Projet de loi sur la protection de l'enfance rédigé il y a 10 ans mais il n’est toujours pas adopté
En réponse aux protestations de la société face au nombre croissant de cas de maltraitance d’enfants, le pouvoir judiciaire iranien a rédigé le 12 mai 2009 un projet de loi sur la protection des enfants et des jeunes, composé de 54 articles, et l’a soumis au gouvernement du président Mahmoud Ahmadinejad. Deux ans plus tard, le gouvernement a envoyé le projet de loi contenant 49 articles au Parlement pour ratification.

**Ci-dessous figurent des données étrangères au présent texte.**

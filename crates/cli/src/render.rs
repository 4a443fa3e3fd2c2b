//! Plain-text rendering for the terminal.

use std::fmt::Write;

use sg_report::StrategicReport;
use sg_survey::prompt::NO_ANSWER;
use sg_survey::{Catalog, ResponseMap};

const RULE: &str = "━━━━━━━━━━━━━━━━━━━━━━━━━━━━━━━━━━━━━━━━━━━━━━━━━━━━━━━━━━━━";

/// Every question with its current answer, grouped by section.
pub fn review(catalog: &Catalog, responses: &ResponseMap) -> String {
    let mut out = String::new();
    for section in catalog.sections() {
        let done = section.answered(responses);
        let mark = if section.is_complete(responses) { "✓" } else { " " };
        let _ = writeln!(
            out,
            "[{mark}] {} ({done}/{})",
            section.title,
            section.questions.len()
        );
        for q in section.questions {
            let _ = writeln!(out, "    {} ({})", q.text, q.id);
            let _ = writeln!(out, "      {}", responses.answer(q.id).unwrap_or(NO_ANSWER));
        }
        out.push('\n');
    }
    let progress = catalog.progress(responses);
    let _ = writeln!(out, "{}/{} questions answered.", progress.answered, progress.total);
    out
}

/// The report as readable text.
pub fn report(report: &StrategicReport) -> String {
    let mut out = String::new();
    let r = &report.readiness;
    let b = &r.score_breakdown;

    heading(&mut out, "Strategic AI Roadmap");
    let _ = writeln!(out, "{}\n", report.executive_summary);

    heading(&mut out, "AI Readiness");
    let _ = writeln!(out, "Overall score: {}/100 ({})", r.overall_score, r.maturity_level);
    let _ = writeln!(
        out,
        "  Strategy {:>3}   Data {:>3}   Team {:>3}   Process {:>3}\n",
        b.strategy, b.data, b.team, b.process
    );

    heading(&mut out, "SWOT Analysis");
    let swot = &report.swot_analysis;
    for (title, items) in [
        ("Strengths", &swot.strengths),
        ("Weaknesses", &swot.weaknesses),
        ("Opportunities", &swot.opportunities),
        ("Threats", &swot.threats),
    ] {
        let _ = writeln!(out, "{title}:");
        bullets(&mut out, items);
    }
    out.push('\n');

    heading(&mut out, "Recommended Initiatives");
    for (i, init) in report.recommended_initiatives.iter().enumerate() {
        let _ = writeln!(
            out,
            "{}. {} [{}] impact {}, effort {}",
            i + 1,
            init.initiative_name,
            init.initiative_type,
            init.potential_impact,
            init.effort_level
        );
        let _ = writeln!(out, "   {}", init.description);
        let _ = writeln!(out, "   Why: {}", init.justification);
        let _ = writeln!(out, "   First steps: {}", init.first_steps);
        let _ = writeln!(out, "   Resources: {}", init.required_resources);
        let _ = writeln!(out, "   Timeline: {}", init.timeline_estimate);
        if !init.linked_swot_items.is_empty() {
            let _ = writeln!(out, "   Addresses:");
            bullets(&mut out, &init.linked_swot_items);
        }
        let _ = writeln!(out, "   KPIs:");
        bullets(&mut out, &init.kpis_to_track);
        out.push('\n');
    }

    heading(&mut out, "Implementation Roadmap");
    for phase in report.implementation_roadmap.phases() {
        let _ = writeln!(out, "{} ({})", phase.title, phase.duration);
        bullets(&mut out, phase.initiatives);
    }
    out.push('\n');

    heading(&mut out, "Risk Analysis");
    let risks = &report.risk_analysis;
    let _ = writeln!(out, "Technical: {}", risks.technical_risks);
    let _ = writeln!(out, "Operational: {}", risks.operational_risks);
    let _ = writeln!(out, "Market: {}\n", risks.market_risks);

    heading(&mut out, "Conclusion");
    let _ = writeln!(out, "{}", report.conclusion);
    out
}

fn heading(out: &mut String, title: &str) {
    let _ = writeln!(out, "{title}\n{RULE}");
}

fn bullets(out: &mut String, items: &[String]) {
    for item in items {
        let _ = writeln!(out, "   - {item}");
    }
}

#[cfg(test)]
mod tests {
    use super::*;

    use sg_report::model::{
        ImplementationRoadmap, InitiativeType, Level, MaturityLevel, ReadinessAssessment,
        RecommendedInitiative, RiskAnalysis, ScoreBreakdown, SwotAnalysis,
    };

    fn strings(items: &[&str]) -> Vec<String> {
        items.iter().map(|s| s.to_string()).collect()
    }

    fn initiative(name: &str, kind: InitiativeType, effort: Level) -> RecommendedInitiative {
        RecommendedInitiative {
            initiative_name: name.into(),
            initiative_type: kind,
            description: format!("{name} description"),
            potential_impact: Level::High,
            effort_level: effort,
            first_steps: "Pick an owner".into(),
            justification: "Ties to the churn goal".into(),
            linked_swot_items: strings(&["Siloed customer data"]),
            kpis_to_track: strings(&["Monthly churn"]),
            required_resources: "One data scientist".into(),
            timeline_estimate: "3 months".into(),
        }
    }

    fn sample_report() -> StrategicReport {
        StrategicReport {
            executive_summary: "You are ready to start small.".into(),
            readiness: ReadinessAssessment {
                overall_score: 42,
                score_breakdown: ScoreBreakdown {
                    strategy: 55,
                    data: 30,
                    team: 40,
                    process: 45,
                },
                maturity_level: MaturityLevel::Developing,
            },
            swot_analysis: SwotAnalysis {
                strengths: strings(&["Clear churn goal"]),
                weaknesses: strings(&["Siloed customer data"]),
                opportunities: strings(&["Personalized offers"]),
                threats: strings(&["Faster competitors"]),
            },
            recommended_initiatives: vec![
                initiative("Churn Early-Warning Model", InitiativeType::QuickWin, Level::Low),
                initiative("Unified Customer Data Platform", InitiativeType::Foundational, Level::Medium),
                initiative("Personalization Engine", InitiativeType::Transformational, Level::High),
            ],
            implementation_roadmap: ImplementationRoadmap {
                phase1_title: "Phase 1: Foundation & Quick Wins".into(),
                phase1_initiatives: strings(&["Churn Early-Warning Model"]),
                phase1_duration: "Months 0-6".into(),
                phase2_title: "Phase 2: Scaling".into(),
                phase2_initiatives: strings(&["Unified Customer Data Platform"]),
                phase2_duration: "Months 6-12".into(),
                phase3_title: "Phase 3: Transformation".into(),
                phase3_initiatives: strings(&["Personalization Engine"]),
                phase3_duration: "Months 12+".into(),
            },
            risk_analysis: RiskAnalysis {
                technical_risks: "Low identity match rates.".into(),
                operational_risks: "Scores ignored without playbooks.".into(),
                market_risks: "Competitors move first.".into(),
            },
            conclusion: "Start with the churn pilot.".into(),
        }
    }

    #[test]
    fn review_marks_sentinel_and_completion() {
        let catalog = Catalog::standard();
        let mut responses = ResponseMap::new();
        responses.set("q_goals", "Reduce churn");
        responses.set("q_kpis", "NPS");
        responses.set("q_challenges", "Legacy stack");
        responses.set("q_unknown", "ignored");

        let text = review(&catalog, &responses);
        assert!(text.contains("[✓] "));
        assert!(text.contains("Reduce churn"));
        assert!(!text.contains("ignored"));
        assert_eq!(text.matches(NO_ANSWER).count(), 12);
        assert!(text.ends_with("3/15 questions answered.\n"));
    }

    #[test]
    fn report_lists_every_section() {
        let text = report(&sample_report());
        assert!(text.contains("Overall score: 42/100 (Developing)"));
        assert!(text.contains("[Quick Win]"));
        assert!(text.contains("Churn Early-Warning Model"));
        assert!(text.contains("Phase 1: Foundation & Quick Wins (Months 0-6)"));
        assert!(text.contains("(Months 12+)"));
        for title in ["SWOT Analysis", "Risk Analysis", "Conclusion"] {
            assert!(text.contains(title), "missing {title}");
        }
    }
}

Puis, en 2013, le projet de loi a été renvoyé au gouvernement, cette fois sous le président Hassan Rohani. Enfin, en février 2017, un certain nombre de femmes parlementaires ont adressé une lettre au président du Parlement, Ali Larijani, exigeant la reprise urgente des délibérations sur le projet de loi.
Dans sa forme actuelle, le projet de loi comprend 40 articles répartis en quatre sections, y compris des définitions, des organisations, des infractions pénales, des sanctions et des mesures de soutien visant à protéger les enfants et les jeunes contre la violence, les mauvais traitements et les abus. Des sanctions spécifiques sont également prévues pour les délits commis par des membres de la famille et d'autres personnes et, conformément aux conventions internationales, le projet de loi prévoit des protections spéciales pour les enfants et les jeunes de moins de 18 ans. Toutefois, le projet de loi présente encore d'importantes lacunes, telles que la protection contre les délits à l’encontre des enfants qui travaillent et des travailleurs de rue.
Après 10 ans de conflits entre divers organes de l'État, au cours desquels de nombreux enfants ont été victimes de négligence, de sévices, de viols et même de morts, il est actuellement impératif que le projet de loi soit adopté et que la commission judiciaire du Parlement arrive rapidement à un compromis sur la question de la responsabilité parentale pour négligence et abus défini dans la note relative à l'article 9, afin que le projet de loi puisse être ratifié.
Le 21 septembre 2018, Masoumeh Ebtekar, vice-présidente pour les affaires féminines et familiales, a déclaré que le gouvernement était prêt à mettre en œuvre la législation une fois qu'elle aura été approuvée par le Conseil des gardiens (les pasdarans).